[Stored data entries]
--------------------------------------------------
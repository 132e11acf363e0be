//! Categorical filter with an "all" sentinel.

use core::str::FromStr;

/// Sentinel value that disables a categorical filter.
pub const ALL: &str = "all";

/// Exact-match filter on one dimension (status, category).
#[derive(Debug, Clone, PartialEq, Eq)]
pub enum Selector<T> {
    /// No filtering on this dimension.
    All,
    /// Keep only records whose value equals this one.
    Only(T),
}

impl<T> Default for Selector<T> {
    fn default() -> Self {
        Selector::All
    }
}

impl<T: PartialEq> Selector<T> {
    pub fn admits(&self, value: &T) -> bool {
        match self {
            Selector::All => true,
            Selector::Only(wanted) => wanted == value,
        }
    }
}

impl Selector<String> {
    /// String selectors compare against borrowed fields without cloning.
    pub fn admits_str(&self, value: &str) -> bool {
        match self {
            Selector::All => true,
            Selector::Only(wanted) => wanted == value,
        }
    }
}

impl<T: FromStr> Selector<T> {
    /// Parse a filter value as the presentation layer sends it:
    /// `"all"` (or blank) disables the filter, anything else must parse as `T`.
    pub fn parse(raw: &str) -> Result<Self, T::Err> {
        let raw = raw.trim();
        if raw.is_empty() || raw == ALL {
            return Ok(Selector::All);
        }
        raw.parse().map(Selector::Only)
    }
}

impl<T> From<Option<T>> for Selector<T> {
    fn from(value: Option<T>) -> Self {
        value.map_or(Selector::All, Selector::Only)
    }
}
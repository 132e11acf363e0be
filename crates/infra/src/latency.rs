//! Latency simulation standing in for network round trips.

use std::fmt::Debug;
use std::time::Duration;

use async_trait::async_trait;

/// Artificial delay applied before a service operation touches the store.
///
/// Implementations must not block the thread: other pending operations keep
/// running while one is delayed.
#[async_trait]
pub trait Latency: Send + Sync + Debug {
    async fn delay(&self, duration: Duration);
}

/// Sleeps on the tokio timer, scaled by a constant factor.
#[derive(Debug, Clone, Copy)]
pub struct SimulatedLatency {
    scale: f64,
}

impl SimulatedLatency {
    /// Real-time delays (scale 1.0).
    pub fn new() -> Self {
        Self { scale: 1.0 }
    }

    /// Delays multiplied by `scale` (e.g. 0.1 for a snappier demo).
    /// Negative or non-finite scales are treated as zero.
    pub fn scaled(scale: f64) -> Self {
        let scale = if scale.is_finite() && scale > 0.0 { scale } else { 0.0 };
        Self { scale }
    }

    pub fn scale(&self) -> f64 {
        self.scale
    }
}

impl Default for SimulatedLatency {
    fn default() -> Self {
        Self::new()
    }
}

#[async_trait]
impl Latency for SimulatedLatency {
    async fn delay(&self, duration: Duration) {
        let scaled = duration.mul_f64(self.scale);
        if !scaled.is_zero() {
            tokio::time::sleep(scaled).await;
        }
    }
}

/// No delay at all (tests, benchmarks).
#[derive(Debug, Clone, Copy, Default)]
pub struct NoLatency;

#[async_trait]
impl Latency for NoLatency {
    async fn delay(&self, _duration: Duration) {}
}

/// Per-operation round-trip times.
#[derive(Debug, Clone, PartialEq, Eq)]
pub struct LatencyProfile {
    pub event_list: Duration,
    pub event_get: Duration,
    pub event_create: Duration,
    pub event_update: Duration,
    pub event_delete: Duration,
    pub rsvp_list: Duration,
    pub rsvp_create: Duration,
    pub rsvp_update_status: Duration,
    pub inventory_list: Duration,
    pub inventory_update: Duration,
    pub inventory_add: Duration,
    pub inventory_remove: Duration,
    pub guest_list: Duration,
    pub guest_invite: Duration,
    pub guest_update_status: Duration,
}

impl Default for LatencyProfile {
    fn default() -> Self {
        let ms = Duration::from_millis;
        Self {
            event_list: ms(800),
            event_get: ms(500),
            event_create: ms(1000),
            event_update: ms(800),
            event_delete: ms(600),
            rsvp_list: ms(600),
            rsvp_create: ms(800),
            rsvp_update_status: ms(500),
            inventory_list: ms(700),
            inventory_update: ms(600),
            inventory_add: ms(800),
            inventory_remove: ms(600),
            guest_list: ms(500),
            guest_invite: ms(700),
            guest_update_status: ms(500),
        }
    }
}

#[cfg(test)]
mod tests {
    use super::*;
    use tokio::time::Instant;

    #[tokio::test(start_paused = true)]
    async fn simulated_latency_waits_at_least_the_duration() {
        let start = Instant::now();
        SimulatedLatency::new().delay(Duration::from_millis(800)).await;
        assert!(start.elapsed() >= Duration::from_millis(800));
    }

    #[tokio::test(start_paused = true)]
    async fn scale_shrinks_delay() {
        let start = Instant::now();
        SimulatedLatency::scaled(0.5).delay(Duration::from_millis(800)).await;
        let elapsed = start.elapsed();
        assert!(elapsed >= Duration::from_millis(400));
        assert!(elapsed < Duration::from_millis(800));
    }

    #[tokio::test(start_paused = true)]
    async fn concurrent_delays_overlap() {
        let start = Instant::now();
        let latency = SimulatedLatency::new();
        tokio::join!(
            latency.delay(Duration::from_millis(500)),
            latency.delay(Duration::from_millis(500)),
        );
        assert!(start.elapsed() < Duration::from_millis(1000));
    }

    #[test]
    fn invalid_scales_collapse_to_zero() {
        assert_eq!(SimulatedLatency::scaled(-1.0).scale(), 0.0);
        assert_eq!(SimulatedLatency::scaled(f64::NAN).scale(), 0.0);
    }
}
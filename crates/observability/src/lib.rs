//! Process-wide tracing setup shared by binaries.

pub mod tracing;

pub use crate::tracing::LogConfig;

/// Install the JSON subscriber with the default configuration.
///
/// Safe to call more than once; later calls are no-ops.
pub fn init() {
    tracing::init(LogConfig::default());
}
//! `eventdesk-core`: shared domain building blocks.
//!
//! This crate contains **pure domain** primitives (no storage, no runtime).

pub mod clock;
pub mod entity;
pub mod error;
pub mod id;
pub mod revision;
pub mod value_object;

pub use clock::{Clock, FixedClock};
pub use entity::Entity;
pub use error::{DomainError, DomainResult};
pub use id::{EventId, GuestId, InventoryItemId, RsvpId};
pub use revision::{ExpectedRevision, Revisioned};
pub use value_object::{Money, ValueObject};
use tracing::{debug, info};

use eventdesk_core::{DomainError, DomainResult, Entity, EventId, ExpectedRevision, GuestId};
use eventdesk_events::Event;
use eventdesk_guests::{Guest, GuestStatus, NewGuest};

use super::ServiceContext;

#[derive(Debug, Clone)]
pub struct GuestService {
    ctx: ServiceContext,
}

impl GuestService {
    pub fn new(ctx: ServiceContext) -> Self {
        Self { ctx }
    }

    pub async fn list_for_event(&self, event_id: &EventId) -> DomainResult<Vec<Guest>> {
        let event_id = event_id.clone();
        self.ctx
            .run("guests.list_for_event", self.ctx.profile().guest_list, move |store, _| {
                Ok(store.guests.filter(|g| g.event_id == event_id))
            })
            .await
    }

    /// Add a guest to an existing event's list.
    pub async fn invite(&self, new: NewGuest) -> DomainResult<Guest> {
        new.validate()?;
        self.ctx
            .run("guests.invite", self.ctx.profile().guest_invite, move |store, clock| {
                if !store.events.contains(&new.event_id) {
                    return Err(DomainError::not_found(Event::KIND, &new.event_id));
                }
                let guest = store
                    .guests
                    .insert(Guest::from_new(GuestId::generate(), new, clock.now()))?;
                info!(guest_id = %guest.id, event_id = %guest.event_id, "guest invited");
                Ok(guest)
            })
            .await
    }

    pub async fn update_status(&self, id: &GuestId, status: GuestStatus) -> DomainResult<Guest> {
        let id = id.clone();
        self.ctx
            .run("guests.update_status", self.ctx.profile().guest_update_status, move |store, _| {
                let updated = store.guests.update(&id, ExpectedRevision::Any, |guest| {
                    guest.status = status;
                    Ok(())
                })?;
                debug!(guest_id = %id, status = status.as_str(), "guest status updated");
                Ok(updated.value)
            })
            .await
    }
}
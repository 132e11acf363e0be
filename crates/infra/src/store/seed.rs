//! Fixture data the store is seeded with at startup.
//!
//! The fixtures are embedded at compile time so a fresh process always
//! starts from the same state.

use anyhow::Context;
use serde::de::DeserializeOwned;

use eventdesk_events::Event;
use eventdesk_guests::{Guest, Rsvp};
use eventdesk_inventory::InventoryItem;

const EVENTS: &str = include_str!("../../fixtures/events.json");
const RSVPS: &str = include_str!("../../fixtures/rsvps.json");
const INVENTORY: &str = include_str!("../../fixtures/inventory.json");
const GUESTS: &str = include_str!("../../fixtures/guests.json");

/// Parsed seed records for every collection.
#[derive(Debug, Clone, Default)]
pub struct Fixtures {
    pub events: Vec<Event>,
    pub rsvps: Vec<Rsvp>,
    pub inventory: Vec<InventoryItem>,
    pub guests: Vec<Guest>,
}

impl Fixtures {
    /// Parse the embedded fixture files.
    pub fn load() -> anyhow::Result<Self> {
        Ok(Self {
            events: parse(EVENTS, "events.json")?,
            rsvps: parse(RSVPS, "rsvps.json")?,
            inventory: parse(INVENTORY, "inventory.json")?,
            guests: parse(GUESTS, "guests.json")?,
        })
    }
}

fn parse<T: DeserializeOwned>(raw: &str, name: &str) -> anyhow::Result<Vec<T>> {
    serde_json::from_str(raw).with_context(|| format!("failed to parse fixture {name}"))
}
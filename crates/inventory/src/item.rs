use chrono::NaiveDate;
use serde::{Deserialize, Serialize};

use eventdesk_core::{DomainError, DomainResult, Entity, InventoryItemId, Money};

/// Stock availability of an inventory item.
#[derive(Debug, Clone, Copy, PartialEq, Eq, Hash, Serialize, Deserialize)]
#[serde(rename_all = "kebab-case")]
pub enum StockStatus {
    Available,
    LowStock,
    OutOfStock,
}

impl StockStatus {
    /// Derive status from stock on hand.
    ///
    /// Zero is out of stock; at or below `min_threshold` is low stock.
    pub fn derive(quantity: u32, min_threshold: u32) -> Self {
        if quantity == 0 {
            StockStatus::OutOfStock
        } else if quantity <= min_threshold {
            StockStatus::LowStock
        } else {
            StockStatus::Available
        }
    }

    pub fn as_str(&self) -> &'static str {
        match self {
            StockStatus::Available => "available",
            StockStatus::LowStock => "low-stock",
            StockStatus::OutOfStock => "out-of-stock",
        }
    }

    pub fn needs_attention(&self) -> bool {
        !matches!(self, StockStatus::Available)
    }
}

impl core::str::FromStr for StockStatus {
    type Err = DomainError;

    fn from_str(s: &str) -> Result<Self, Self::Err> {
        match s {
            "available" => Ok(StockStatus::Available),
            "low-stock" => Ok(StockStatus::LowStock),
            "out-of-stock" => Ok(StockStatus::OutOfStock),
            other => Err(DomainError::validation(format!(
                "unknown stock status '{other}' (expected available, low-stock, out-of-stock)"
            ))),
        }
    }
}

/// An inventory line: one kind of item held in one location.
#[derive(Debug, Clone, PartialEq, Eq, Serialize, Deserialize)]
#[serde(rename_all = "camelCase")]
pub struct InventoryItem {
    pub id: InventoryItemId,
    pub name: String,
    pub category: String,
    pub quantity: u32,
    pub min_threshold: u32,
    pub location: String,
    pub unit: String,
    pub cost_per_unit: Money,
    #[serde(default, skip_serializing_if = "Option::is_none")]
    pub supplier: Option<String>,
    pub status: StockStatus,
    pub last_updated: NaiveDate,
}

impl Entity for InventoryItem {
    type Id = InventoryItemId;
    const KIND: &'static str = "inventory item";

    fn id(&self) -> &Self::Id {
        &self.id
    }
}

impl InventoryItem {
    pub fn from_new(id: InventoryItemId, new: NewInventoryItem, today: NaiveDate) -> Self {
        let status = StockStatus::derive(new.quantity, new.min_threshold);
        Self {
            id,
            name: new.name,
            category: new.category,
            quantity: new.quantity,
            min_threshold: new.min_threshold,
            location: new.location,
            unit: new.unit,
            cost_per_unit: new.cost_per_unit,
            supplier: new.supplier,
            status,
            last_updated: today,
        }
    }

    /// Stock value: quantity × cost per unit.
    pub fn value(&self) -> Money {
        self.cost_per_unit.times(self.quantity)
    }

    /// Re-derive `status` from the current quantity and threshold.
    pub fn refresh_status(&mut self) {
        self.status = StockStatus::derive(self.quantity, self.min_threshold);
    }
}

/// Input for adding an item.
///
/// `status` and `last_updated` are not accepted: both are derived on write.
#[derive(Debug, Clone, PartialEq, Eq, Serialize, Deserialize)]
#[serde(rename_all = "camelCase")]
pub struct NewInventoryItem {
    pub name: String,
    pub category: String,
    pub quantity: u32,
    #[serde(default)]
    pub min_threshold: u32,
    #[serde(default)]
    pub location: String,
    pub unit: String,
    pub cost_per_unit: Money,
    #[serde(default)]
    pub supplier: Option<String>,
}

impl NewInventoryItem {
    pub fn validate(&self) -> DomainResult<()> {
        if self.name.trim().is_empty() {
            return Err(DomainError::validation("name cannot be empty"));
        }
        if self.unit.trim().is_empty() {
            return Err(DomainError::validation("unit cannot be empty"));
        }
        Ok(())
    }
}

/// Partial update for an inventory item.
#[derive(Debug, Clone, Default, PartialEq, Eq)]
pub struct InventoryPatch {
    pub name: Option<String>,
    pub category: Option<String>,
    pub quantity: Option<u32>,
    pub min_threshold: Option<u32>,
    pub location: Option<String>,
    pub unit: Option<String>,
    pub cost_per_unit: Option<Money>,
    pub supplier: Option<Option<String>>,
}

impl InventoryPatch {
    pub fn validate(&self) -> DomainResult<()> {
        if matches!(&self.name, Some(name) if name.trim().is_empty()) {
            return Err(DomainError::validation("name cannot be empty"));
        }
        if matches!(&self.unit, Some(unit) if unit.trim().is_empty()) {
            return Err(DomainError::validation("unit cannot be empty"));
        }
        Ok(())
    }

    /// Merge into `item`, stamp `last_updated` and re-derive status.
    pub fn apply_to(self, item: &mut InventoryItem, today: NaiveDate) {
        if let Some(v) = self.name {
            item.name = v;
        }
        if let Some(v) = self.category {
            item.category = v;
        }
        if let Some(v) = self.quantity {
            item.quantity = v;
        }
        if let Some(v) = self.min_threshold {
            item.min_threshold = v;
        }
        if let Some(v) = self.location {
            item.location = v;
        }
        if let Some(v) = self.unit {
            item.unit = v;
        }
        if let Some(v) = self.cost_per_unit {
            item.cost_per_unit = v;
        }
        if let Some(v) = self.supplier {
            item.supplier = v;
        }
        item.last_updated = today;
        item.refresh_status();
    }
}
--------------------------------------------------
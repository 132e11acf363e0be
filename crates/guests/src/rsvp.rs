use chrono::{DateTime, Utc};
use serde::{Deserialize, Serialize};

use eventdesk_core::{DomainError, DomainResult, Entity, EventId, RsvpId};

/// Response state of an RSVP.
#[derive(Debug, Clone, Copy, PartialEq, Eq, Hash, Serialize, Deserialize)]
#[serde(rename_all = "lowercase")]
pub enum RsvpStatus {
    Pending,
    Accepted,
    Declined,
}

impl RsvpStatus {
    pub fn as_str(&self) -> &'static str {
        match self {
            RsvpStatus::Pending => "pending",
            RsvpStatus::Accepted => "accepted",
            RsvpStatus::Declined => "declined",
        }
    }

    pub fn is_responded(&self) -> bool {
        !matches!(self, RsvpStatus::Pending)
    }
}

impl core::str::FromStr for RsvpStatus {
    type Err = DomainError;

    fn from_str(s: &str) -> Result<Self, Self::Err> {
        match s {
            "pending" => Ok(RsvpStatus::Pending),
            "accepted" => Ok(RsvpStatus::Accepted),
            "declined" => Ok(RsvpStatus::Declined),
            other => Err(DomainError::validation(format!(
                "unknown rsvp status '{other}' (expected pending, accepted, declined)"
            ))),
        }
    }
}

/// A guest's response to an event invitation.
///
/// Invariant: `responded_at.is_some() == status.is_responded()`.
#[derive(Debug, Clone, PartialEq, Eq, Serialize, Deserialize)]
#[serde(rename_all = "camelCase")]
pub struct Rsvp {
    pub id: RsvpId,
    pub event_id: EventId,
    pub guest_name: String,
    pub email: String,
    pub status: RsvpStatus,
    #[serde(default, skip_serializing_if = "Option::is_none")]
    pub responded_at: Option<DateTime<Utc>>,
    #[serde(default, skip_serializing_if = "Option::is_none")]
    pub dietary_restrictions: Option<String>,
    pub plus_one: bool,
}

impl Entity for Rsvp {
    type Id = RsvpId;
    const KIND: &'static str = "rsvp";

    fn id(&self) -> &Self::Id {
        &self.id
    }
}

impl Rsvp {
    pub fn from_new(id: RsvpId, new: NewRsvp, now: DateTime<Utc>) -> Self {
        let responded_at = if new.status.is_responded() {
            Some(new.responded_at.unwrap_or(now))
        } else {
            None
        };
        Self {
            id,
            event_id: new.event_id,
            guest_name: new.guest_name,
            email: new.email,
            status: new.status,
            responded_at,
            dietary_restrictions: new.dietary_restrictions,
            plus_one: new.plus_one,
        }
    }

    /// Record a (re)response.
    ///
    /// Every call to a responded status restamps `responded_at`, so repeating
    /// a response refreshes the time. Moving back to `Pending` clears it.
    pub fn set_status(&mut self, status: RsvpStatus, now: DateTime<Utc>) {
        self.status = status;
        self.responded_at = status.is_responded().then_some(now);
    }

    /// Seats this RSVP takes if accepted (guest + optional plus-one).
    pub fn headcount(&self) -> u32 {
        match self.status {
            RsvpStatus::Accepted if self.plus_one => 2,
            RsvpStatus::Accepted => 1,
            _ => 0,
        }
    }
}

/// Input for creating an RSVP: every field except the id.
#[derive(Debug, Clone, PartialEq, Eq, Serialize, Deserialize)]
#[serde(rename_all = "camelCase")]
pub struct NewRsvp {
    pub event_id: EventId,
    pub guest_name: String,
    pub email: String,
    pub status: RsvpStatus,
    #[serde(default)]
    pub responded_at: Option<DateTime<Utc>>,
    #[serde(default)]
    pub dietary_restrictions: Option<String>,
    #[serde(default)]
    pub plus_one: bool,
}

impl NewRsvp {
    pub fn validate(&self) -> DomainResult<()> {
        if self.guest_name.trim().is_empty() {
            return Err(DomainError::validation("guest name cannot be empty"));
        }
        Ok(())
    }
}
--------------------------------------------------
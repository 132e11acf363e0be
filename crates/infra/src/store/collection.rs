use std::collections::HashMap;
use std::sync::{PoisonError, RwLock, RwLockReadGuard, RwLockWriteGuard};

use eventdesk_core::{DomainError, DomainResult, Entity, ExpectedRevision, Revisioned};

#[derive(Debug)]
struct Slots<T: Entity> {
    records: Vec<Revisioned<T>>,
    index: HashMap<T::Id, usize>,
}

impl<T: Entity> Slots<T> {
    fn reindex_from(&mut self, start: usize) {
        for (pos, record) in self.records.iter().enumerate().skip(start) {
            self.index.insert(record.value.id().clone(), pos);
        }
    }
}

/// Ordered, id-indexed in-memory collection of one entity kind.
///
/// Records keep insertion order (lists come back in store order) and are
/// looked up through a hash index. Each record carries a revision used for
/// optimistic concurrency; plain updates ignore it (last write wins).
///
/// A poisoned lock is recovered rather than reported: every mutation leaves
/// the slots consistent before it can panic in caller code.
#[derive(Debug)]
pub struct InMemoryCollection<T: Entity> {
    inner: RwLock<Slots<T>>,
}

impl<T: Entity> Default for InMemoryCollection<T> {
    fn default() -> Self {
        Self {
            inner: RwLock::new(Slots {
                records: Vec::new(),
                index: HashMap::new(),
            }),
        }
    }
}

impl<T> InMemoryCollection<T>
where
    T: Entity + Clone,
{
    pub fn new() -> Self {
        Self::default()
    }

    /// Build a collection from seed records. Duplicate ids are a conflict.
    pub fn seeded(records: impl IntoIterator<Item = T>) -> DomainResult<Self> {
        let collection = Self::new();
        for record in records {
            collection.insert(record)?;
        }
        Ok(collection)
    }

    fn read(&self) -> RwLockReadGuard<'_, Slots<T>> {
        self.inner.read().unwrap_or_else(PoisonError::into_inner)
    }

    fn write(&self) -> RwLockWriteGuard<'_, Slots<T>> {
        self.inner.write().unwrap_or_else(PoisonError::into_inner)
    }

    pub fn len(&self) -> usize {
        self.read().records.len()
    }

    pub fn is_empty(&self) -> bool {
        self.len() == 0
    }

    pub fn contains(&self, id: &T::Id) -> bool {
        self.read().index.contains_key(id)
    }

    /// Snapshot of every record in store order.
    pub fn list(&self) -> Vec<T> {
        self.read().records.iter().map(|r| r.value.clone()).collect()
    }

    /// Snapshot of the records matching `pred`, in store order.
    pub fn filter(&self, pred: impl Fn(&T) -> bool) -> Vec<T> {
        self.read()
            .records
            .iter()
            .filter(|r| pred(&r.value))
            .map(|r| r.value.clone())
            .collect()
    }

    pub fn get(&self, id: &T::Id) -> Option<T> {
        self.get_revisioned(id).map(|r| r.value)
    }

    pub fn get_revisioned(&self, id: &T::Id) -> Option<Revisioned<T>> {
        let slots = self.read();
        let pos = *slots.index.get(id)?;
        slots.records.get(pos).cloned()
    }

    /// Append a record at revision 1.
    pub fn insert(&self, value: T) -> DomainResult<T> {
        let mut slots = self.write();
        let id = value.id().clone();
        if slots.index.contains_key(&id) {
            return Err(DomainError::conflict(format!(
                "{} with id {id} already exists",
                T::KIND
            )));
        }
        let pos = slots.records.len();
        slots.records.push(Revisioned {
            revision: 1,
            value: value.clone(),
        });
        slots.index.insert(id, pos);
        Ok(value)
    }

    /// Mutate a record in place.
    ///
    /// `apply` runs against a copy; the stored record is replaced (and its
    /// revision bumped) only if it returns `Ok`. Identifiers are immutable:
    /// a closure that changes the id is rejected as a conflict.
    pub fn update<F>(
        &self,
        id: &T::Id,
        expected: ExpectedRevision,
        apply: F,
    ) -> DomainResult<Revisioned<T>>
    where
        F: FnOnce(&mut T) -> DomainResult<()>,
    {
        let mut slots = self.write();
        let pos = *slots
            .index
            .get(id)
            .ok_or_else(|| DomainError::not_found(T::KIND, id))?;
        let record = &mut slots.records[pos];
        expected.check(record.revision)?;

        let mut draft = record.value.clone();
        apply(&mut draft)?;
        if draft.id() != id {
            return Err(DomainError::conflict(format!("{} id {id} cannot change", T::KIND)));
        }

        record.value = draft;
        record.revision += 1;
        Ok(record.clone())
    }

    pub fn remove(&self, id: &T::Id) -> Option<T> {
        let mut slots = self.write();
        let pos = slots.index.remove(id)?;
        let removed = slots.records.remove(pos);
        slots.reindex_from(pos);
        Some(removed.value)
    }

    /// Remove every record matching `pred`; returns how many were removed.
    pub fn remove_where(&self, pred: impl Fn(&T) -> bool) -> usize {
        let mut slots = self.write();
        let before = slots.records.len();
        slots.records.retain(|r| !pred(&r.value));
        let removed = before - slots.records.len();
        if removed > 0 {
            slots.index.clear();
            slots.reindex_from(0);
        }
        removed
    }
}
--------------------------------------------------
REQUIREMENT
Search each line of the entries for the string "GuestService", then say how many lines have it. Reply with the number only.

ANSWER SECTION
2